The air was still when anti-toll activists, and some of their growing roster of legislative supporters, gathered on the Capitol’s south steps one gloriously sunny morning last week. Even so, the 75 or so folks on hand had the look of people with the wind at their backs.
Their leader Terri Hall, the Comal County home schooling mother of seven who has been doggedly lobbying against toll roads for a decade now, told them that $7 billion in “public funds” had been spent so far building Texas tollways.
“The abuses will keep on coming unless we stop it right here, right now, this session,” Hall said. “We want a toll-free Texas.”
Hall, often a lonely presence in Capitol committee rooms over the past several sessions (not counting various babes in arms and toddlers who snoozed while mom testified), could be forgiven for feeling a surge of confidence in her quest. Dozens of bills have been filed by what is now a significant No-Toll Caucus with at least nine House members and five senators.
And even mainstream bills to raise money for highways — the legislation that led to last fall’s successful Proposition 1 constitutional amendment and others this session to dedicate sales taxes to the Texas Department of Transportation — have stipulated that the money generated cannot be used for toll projects.
But the legislative reality is that most of the bills that Hall and those 15 or so legislators are pushing likely will never get out of committee. The chairmen of the Senate and House transportation committees — Republican Robert Nichols of Jacksonville and Democrat Joe Pickett of El Paso — are pragmatists whose focus is on getting roads built. And reaching into TxDOT’s toolbox and pulling out about half the contents (laws allowing it and its little brother toll agencies to build pay-to-drive roads) would mean less money for roads, and fewer projects.
How would those bills clamp down on tollways?

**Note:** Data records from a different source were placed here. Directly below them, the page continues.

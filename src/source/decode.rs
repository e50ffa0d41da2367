use std::io::Cursor;
use std::path::Path;

use anyhow::Context;
use image::AnimationDecoder;
use image::codecs::gif::GifDecoder;

use crate::animation::frame::{Animation, AnimationFrame, LoopCount};
use crate::foundation::core::Raster;
use crate::foundation::error::GlyphResult;

/// A decoded input image.
#[derive(Clone, Debug, PartialEq, Eq)]
pub enum Source {
    /// Single raster.
    Still(Raster),
    /// Multi-frame GIF.
    Animated(Animation),
}

impl Source {
    /// First displayed raster: the still itself, or the first animation frame.
    pub fn first_raster(&self) -> &Raster {
        match self {
            Self::Still(raster) => raster,
            Self::Animated(animation) => &animation.frames()[0].raster,
        }
    }
}

/// Decode a still image in any enabled format.
pub fn decode_still(bytes: &[u8]) -> GlyphResult<Raster> {
    let img = image::load_from_memory(bytes)?;
    Ok(Raster::from_dynamic(&img))
}

/// Decode every frame of a GIF, with delays in hundredths of a second.
///
/// Each frame keeps its offset on the logical screen. GIF sources do not expose a loop count
/// through the decoder, so the result always asks for endless playback.
pub fn decode_animation(bytes: &[u8]) -> GlyphResult<Animation> {
    let decoder = GifDecoder::new(Cursor::new(bytes))?;
    let mut frames = Vec::new();
    for frame in decoder.into_frames() {
        let frame = frame?;
        let (numer, denom) = frame.delay().numer_denom_ms();
        let raster = Raster::from_rgba8_image(
            frame.buffer(),
            i64::from(frame.left()),
            i64::from(frame.top()),
        );
        frames.push(AnimationFrame::new(raster, centiseconds(numer, denom)));
    }
    tracing::debug!(frames = frames.len(), "decoded gif");
    Animation::new(frames, LoopCount::Infinite)
}

/// Sniff the format and decode; GIFs with more than one frame become [`Source::Animated`].
pub fn decode(bytes: &[u8]) -> GlyphResult<Source> {
    let format = image::guess_format(bytes)?;
    if format == image::ImageFormat::Gif {
        let animation = decode_animation(bytes)?;
        if animation.len() > 1 {
            return Ok(Source::Animated(animation));
        }
        let first = animation.frames()[0].raster.clone();
        return Ok(Source::Still(first.with_origin(0, 0)));
    }
    decode_still(bytes).map(Source::Still)
}

/// Read and [`decode`] a file.
pub fn load_path(path: &Path) -> GlyphResult<Source> {
    let bytes = std::fs::read(path).with_context(|| format!("read image {}", path.display()))?;
    decode(&bytes)
}

fn centiseconds(numer_ms: u32, denom: u32) -> u32 {
    let denom = u64::from(denom.max(1)) * 10;
    ((u64::from(numer_ms) + denom / 2) / denom) as u32
}

#[cfg(test)]
#[path = "../../tests/unit/source/decode.rs"]
mod tests;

No debt, no tolls. When the money borrowed to build a toll road is paid off, the tolls would go away. Or, in a variant also on the legislative docket, the tolls would be reduced to an amount sufficient to pay for continuing operations and maintenance.
Standing alone. Toll agencies would no longer be able to use “system financing,” helping to pay for future toll roads with revenue from an existing tollway. The Central Texas Regional Mobility Authority is building a system of fiscally linked tollways, and TxDOT’s four Austin toll roads are part of a system as well.
Redefining “conversions.” State law already bans converting a free road to a toll road. But it defines that as taking existing lanes with no tolls and simply slapping tolls on those same lanes. If instead an agency, as the mobility authority has done here, revamps an existing free road to build a tollway in the same corridor with an equal or greater number of free lanes alongside, that is legal. It no longer would be under pending legislation.
HOV to HOT? Nope. The law allows the state to add tolls to a currently free high-occupancy vehicle lane (one where a driver must have one or two passengers along for the ride) as long as the ability to drive for free with passengers remains an option. Some lawmakers, angered at a plan to do this on U.S. 75 north of Dallas, want that law to change.
Local control. A couple of bills in the hopper would give county commissioners courts what amounts to veto power on tollways in their counties.
Watchdogs for toll agencies. Regional mobility authorities, like the one here, would be subject to the state’s “sunset” reviews — essentially a periodic bureaucratic top-to-bottom analysis — and to additional audits.
Anti-toll sentiment, when it bubbles up at the Legislature, often arises from some specific local issues, like the yearslong fight against building tolls lanes in the U.S. 281 corridor north of town. That plan (because U.S. 281 is a primary link to Comal County) originally animated Hall, and that fight is ongoing.
At Hall’s press conference, I asked for a show of hands for people from the San Antonio area. About half of the hands went up. Hall, getting into the spirit, then asked for people from the Dallas-Fort Worth area to raise their hands. That area, particularly Collin County north of Dallas, has been inundated with tollways, and many more are in long-range plans.
Most of the rest of the people were from there, with just one or two each from the Houston and Austin areas.
The transportation winds, to continue the metaphor, have been changing in the Legislature over the past three to four years. After authorizing TxDOT to borrow about $18 billion — money to be paid back from gasoline taxes, some auto-related fees and from general state revenue — lawmakers by last session had decided that was about enough TxDOT debt.
Or, at least that kind of debt. TxDOT and the various satellite toll agencies around the state owe many billions more in tollway bonds that are directly backed by the tolls from individual roads. Legislators, particularly the members pulling the lawmaking gears, are more at ease with that sort of burden.
TxDOT officials, backed by a study from the Texas A&M Transportation Institute, have been saying since about 2013 that the agency needs another $5 billion a year of cash just to keep the state’s huge road network in good shape and to keep urban and interstate traffic congestion at its current level. Take away the ability to build all the future tollways on the books, however, and that annual need would go up to somewhere between $7 billion and $10 billion, officials said this week at a committee hearing.
That’s a powerful rhetorical gust in the faces of Hall and the other anti-toll folks.